Law of Supply and Demand

The Federal Reserve also did their part in the last year. They
printed enough dollars to load their balance sheet with $1.25 trillion
of mortgage-backed securities of highly questionable value. These
purchases, which artificially reduced mortgage rates by at least 0.5%,
concluded on March 31, 2010. Mortgage rates have already risen 0.25% in
three weeks.       

Considering the pile of tax dollars thrown at the housing market in
the last year by our leaders, you would think new home sales would be
above the level sold in 1963. New home sales in 1963 reached 600,000
when the U.S. population was 189 million. Today, new home sales are
trending at 400,000 and the population is 310 million. At the peak in
2005, the total of existing and new home sales reached 9.2 million,
with inventory for sale of 2.8 million homes. Total home sales are now
trending at 5.4 million, a 40% decrease, while inventory for sale is
3.7 million, a 30% increase.

According to the Census Bureau, the real median price of homes in
the U.S. peaked at $261,000 in the first quarter of 2006. The median
price bottomed at $168,000 in the first quarter of 2009, a 36% drop.
After throwing $100 billion at the problem and artificially depressing
mortgage rates, the government has achieved an increase in prices to
$173,000, a 3% surge. Based on this data, the market appears to have
stabilized. An eight-month supply of inventory with prices up slightly
sounds like a fledgling recovery. Nothing could be farther from the
truth.

Foreclose This House

Believers in the fledgling recovery are ignoring some key facts.
There are already 11 million homeowners underwater on their mortgages.
As of March, banks had an inventory of about 1.1 million foreclosed
homes, up 20% from a year earlier. Another 4.8 million mortgage holders
were at least 60 days behind on their payments or in the foreclosure
process. This “shadow inventory” was up 30% from a year earlier.

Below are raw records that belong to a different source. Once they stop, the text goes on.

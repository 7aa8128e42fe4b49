use super::component_classification::is_icon_name;
use super::types::ComponentRecord;

/// Priority never drops below this floor, so icons stay visible in the
/// generated documentation even after the penalty.
const PRIORITY_FLOOR: u32 = 10;

/// Subtracted from icon-named components so UI primitives rank first.
const ICON_PENALTY: u32 = 20;

/// Keyword groups and their additive bonus weights. Each group counts at
/// most once per name; groups are independent of each other.
const KEYWORD_BONUSES: &[(&[&str], u32)] = &[
    (&["button", "btn"], 50),
    (&["input", "field"], 45),
    (&["card"], 40),
    (&["modal", "dialog"], 35),
    (&["nav"], 30),
    (&["primary"], 20),
    (&["secondary"], 15),
];

/// Service for scoring and ordering classified components
pub struct ComponentPrioritizer;

impl ComponentPrioritizer {
    pub fn new() -> Self {
        Self
    }

    /// Compute the display priority for a single record.
    ///
    /// Usage-weighted base (`usage * 2`) plus editorial keyword bonuses,
    /// then the icon penalty with its floor of 10.
    pub fn score(&self, record: &ComponentRecord) -> u32 {
        let lower = record.name.to_lowercase();

        let mut priority = record.usage.saturating_mul(2);
        for (keywords, weight) in KEYWORD_BONUSES {
            if keywords.iter().any(|keyword| lower.contains(keyword)) {
                priority += weight;
            }
        }

        if is_icon_name(&record.name) {
            priority = priority.saturating_sub(ICON_PENALTY).max(PRIORITY_FLOOR);
        }

        priority
    }

    /// Assign priorities to every record and sort highest first.
    ///
    /// The sort is stable, so records with equal priority keep their
    /// classification order.
    pub fn prioritize(&self, mut records: Vec<ComponentRecord>) -> Vec<ComponentRecord> {
        for record in &mut records {
            record.priority = self.score(record);
        }

        records.sort_by(|a, b| b.priority.cmp(&a.priority));
        records
    }
}

impl Default for ComponentPrioritizer {
    fn default() -> Self {
        Self::new()
    }
}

At the current rate of sales, it would take banks nine years to
clear this inventory. They are likely to increase the rate of sales as
inventory continues to pile up. This will compel prices to go lower.
Prices would fall even if a tsunami of Option ARM and Alt-A resets
weren’t hurtling down the track – but they are. Beginning in June, a
surge in resets will begin and not subside until late 2012. These liar
loans were riddled with fraud, and the vast majority of these
mortgagees will default after the reset. A surge in foreclosures is
just over the horizon.

 Reversion to the mean cannot be circumvented. It
can be delayed, but it will not be denied. The combination of expiring
tax credits, the failure of HAMP, the conclusion of the Fed buying
dodgy MBS, the growing shadow inventory of foreclosures, Option ARM and
Alt-A resets, and rising interest rates will result in a further fall
in home prices of at least 20% in the next two years. Mr. John Paulson
will be wrong this time. Maybe we could even arrange a bet. If I’m
right, I get to take my clan to one of his 19 mansions for a weekend of
fun among the ruling elite. If he is right, he gets to spend a weekend
at my underwater condo in Wildwood among the real people.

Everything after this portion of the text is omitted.